Доведённого до состояния, когда он был готов землю грызть даже и за эту переулочную бурду.
Стырить бы у Аммат её вибротесак и… чтобы изошли на боль, захлебнулись в крике, чтобы все кишки наружу… Чтобы вкусили хоть чуть-чуть от того, что он, Гернухор, хлебал сейчас полной мерой…
Наконец инъектор издал мелодичный звук, сигнализируя, что опустел. Игла втянулась обратно, и прибор занялся её очищением, но Гернухор с прежней судорожной силой удерживал инъектор у бока. Руки попросту отказались подчиняться ему, а боль сделалась запредельной. Дивитол начал расходиться по жилам. Сколько раз заходящееся сердце прогонит его по большому и малому кругу, прежде чем печень сумеет наконец отфильтровать всю дрянь и отраву? Надолго ли этот ужас? На полдня? На весь кусок жизни, которую этот дивитол должен был ему подарить?..
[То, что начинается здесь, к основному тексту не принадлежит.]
//! Handoff artifacts and the records attached to them.

use std::collections::BTreeMap;
use std::time::Duration;

use chrono::{DateTime, Utc};
use serde::{Deserialize, Serialize};

use crate::parser::TestResult;
use crate::sandbox::ChangeKind;

use super::mutator::BackupRef;

/// Lifecycle of an artifact.
///
/// `pending -> approved | expired`, `approved -> executing -> completed | failed`.
#[derive(Debug, Clone, Copy, PartialEq, Eq, Serialize, Deserialize)]
#[serde(rename_all = "lowercase")]
pub enum ArtifactStatus {
    Pending,
    Approved,
    Expired,
    Executing,
    Completed,
    Failed,
}

impl std::fmt::Display for ArtifactStatus {
    fn fmt(&self, f: &mut std::fmt::Formatter<'_>) -> std::fmt::Result {
        let s = match self {
            ArtifactStatus::Pending => "pending",
            ArtifactStatus::Approved => "approved",
            ArtifactStatus::Expired => "expired",
            ArtifactStatus::Executing => "executing",
            ArtifactStatus::Completed => "completed",
            ArtifactStatus::Failed => "failed",
        };
        f.write_str(s)
    }
}

/// One file to promote.
#[derive(Debug, Clone, PartialEq, Eq, Serialize, Deserialize)]
pub struct FileChange {
    /// Path relative to the workspace root.
    pub path: String,
    pub change_type: ChangeKind,
    /// Content at the sandbox commit. `None` for deletions.
    pub content: Option<String>,
    pub additions: u32,
    pub deletions: u32,
}

/// A reviewer's decision.
#[derive(Debug, Clone, PartialEq, Eq, Serialize, Deserialize)]
pub struct ReviewResult {
    pub approved: bool,
    pub reviewer: String,
    pub timestamp: DateTime<Utc>,
    #[serde(default)]
    pub comments: Option<String>,
    /// Promote only these paths.
    #[serde(default)]
    pub approved_files: Option<Vec<String>>,
}

impl ReviewResult {
    /// An approval of every file.
    pub fn approve(reviewer: impl Into<String>) -> Self {
        Self {
            approved: true,
            reviewer: reviewer.into(),
            timestamp: Utc::now(),
            comments: None,
            approved_files: None,
        }
    }

    /// A rejection.
    pub fn reject(reviewer: impl Into<String>) -> Self {
        Self {
            approved: false,
            ..Self::approve(reviewer)
        }
    }

    /// Sets the comments.
    pub fn with_comments(mut self, comments: impl Into<String>) -> Self {
        self.comments = Some(comments.into());
        self
    }

    /// Narrows the approval to a subset of files.
    pub fn with_approved_files(mut self, files: Vec<String>) -> Self {
        self.approved_files = Some(files);
        self
    }
}

/// Outcome of a rollback.
#[derive(Debug, Clone, PartialEq, Eq, Serialize, Deserialize)]
pub struct RollbackResult {
    pub artifact_id: String,
    pub success: bool,
    /// Backups that should have been restored.
    pub expected: usize,
    /// Backups actually restored.
    pub restored: usize,
    pub errors: Vec<String>,
    /// Production commit recording the revert, if the execution had committed.
    pub revert_commit: Option<String>,
    /// True when triggered by failing production tests.
    pub automatic: bool,
    pub rolled_back_at: DateTime<Utc>,
}

/// Records accumulated over an artifact's life.
#[derive(Debug, Clone, Default, PartialEq, Serialize, Deserialize)]
pub struct ArtifactMetadata {
    #[serde(default)]
    pub review: Option<ReviewResult>,
    #[serde(default)]
    pub production_commit: Option<String>,
    #[serde(default)]
    pub executed_at: Option<DateTime<Utc>>,
    /// Backups taken during execution, in application order.
    #[serde(default)]
    pub backups: Vec<BackupRef>,
    #[serde(default)]
    pub rollback: Option<RollbackResult>,
    /// Free-form entries.
    #[serde(flatten)]
    pub extra: BTreeMap<String, serde_json::Value>,
}

/// A validated sandbox change packaged for promotion.
#[derive(Debug, Clone, PartialEq, Serialize, Deserialize)]
pub struct HandoffArtifact {
    pub id: String,
    pub sandbox_id: String,
    pub session_id: Option<String>,
    /// Sandbox commit the files were read from.
    pub commit_hash: String,
    pub objective: String,
    /// Never contains a protected path.
    pub files: Vec<FileChange>,
    /// Unified diff restricted to `files`.
    pub diff: String,
    pub test_result: Option<TestResult>,
    pub type_check_passed: bool,
    pub created_at: DateTime<Utc>,
    pub expires_at: DateTime<Utc>,
    pub status: ArtifactStatus,
    #[serde(default)]
    pub metadata: ArtifactMetadata,
}

impl HandoffArtifact {
    /// True once the TTL has passed.
    pub fn is_expired(&self, now: DateTime<Utc>) -> bool {
        now >= self.expires_at
    }

    /// Paths of the files in this artifact.
    pub fn paths(&self) -> Vec<String> {
        self.files.iter().map(|f| f.path.clone()).collect()
    }
}

/// Outcome of executing an artifact against production.
#[derive(Debug, Clone, PartialEq, Serialize, Deserialize)]
pub struct HandoffResult {
    pub artifact_id: String,
    pub success: bool,
    /// Files that remain applied.
    pub files_applied: Vec<String>,
    pub files_failed: Vec<String>,
    pub production_commit: Option<String>,
    pub backups: Vec<BackupRef>,
    pub errors: Vec<String>,
    pub duration: Duration,
    pub can_rollback: bool,
}

/// Keeps only the `diff --git` sections touching `paths`.
pub(crate) fn filter_diff(diff: &str, paths: &[String]) -> String {
    let mut kept = String::new();
    let mut keep = false;
    for line in diff.split_inclusive('\n') {
        if let Some(header) = line.strip_prefix("diff --git ") {
            keep = paths.iter().any(|p| {
                let header = header.trim_end();
                header == format!("a/{0} b/{0}", p)
            });
        }
        if keep {
            kept.push_str(line);
        }
    }
    kept
}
Гернухор всё-таки оторвал от тела инъектор, швырнул его прочь и с невнятным воем вскочил, лапая кобуру.
Выхватил лучемёт.
Миг, и тонкий, как игла, малиновый луч пробежал по воде, отмечая свой путь полосой свистящего пара. Снёс, не заметив, заросли прибрежных кустов… и упал на спину сонного гиппопотама. В реке страшно зашипело, громадный зверь распахнул пасть… раздавшийся было рёв сменился бульканьем и умолк, а вскинутая голова запрокинулась и осела в воду так, словно за ней больше не было тела. Разом смолкли птицы; ни дать ни взять, ахнули и потеряли голос лягушки; вздохнули и оборвали своё перешёптывание камыши…
Крокодил не спеша сполз в воду и поплыл туда, где в середине большого мутно-багрового пятна что-то ещё шевелилось, ещё выбрасывало кровавые фонтанчики пузырей…
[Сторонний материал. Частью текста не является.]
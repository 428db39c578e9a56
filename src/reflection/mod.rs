//! Reflection loop: iterate on code in the sandbox until validation passes.
//!
//! Apply changes, type-check, run tests, then either commit or ask the
//! injected [`Refiner`] for a better attempt.

mod extract;
mod orchestrator;
mod refine;
mod task;

pub use extract::extract_code_changes;
pub use orchestrator::{ActiveTask, ReflectionLoop};
pub use refine::{Refinement, RefinementRequest, Refiner};
pub use task::{
    ChangeOperation, CodeChange, ReflectionIteration, ReflectionResult, ReflectionStatus,
    ReflectionTask, ResolvedTask,
};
Гернухор кое-как остановился только тогда, когда начали падать срезанные пальмы и стало ясно, что ещё чуть-чуть, и пятно, выжженное его буйством, может оказаться замечено.
Едва он трясущимися руками убрал лучемёт, как за спиной раздался шипящий, не вполне человеческий голос:
— Что, отверженный, не задался день? Тебя ведь вроде Гернухором зовут?
Голос был негромкий, какой-то обволакивающий и воспринимался, похоже, не просто слухом. Казалось, сиропом он стекал прямо в мозг сквозь отверстие на макушке. Хотелось слушать его, запоминать каждое слово и немедленно подчиняться.
— Да, верно, — непроизвольно ответил кредорбиец.
Повернулся — и обомлел. Перед ним высилась долговязая фигура в чёрном балахоне, то ли стоявшая на земле, то ли, наоборот, совсем её не касавшаяся. Это был старший из группы наблюдателей, присланных с Тёмной стороны. Гернухору не единожды доводилось видеть этого рептояра, и всякий раз тот смотрел на него как-то странно — то ли удивлённо, то ли оценивающе… во всяком случае, с неприкрытым интересом. (Хорошо хоть не облизывался…)
Попыток заговорить с Гернухором рептояр, правда, не делал, может быть, потому, что поблизости обыкновенно присутствовал Зетх, ну а Гернухор и подавно его общества не искал.
Ему и без того неприятностей хватало…
Репт сделал какое-то движение и вдруг оказался на расстоянии вытянутой руки.
— Не бойся меня, я пришел к тебе с миром, — вновь потёк прямо в голову густой янтарный сироп. — Моё имя ничего тебе не скажет, но мы с тобой одной крови. У вибраций наших сущностей одна частота. Я пришел, чтобы разбудить тебя и освободить. — С этими словами он подошёл уже вовсе вплотную, откинул на спину капюшон и положил когтистую четырёхпалую лапу бывшему полутысячнику на плечо. — Смотри мне в глаза, Гернухор. Смотри внимательно. Не отводи глаз…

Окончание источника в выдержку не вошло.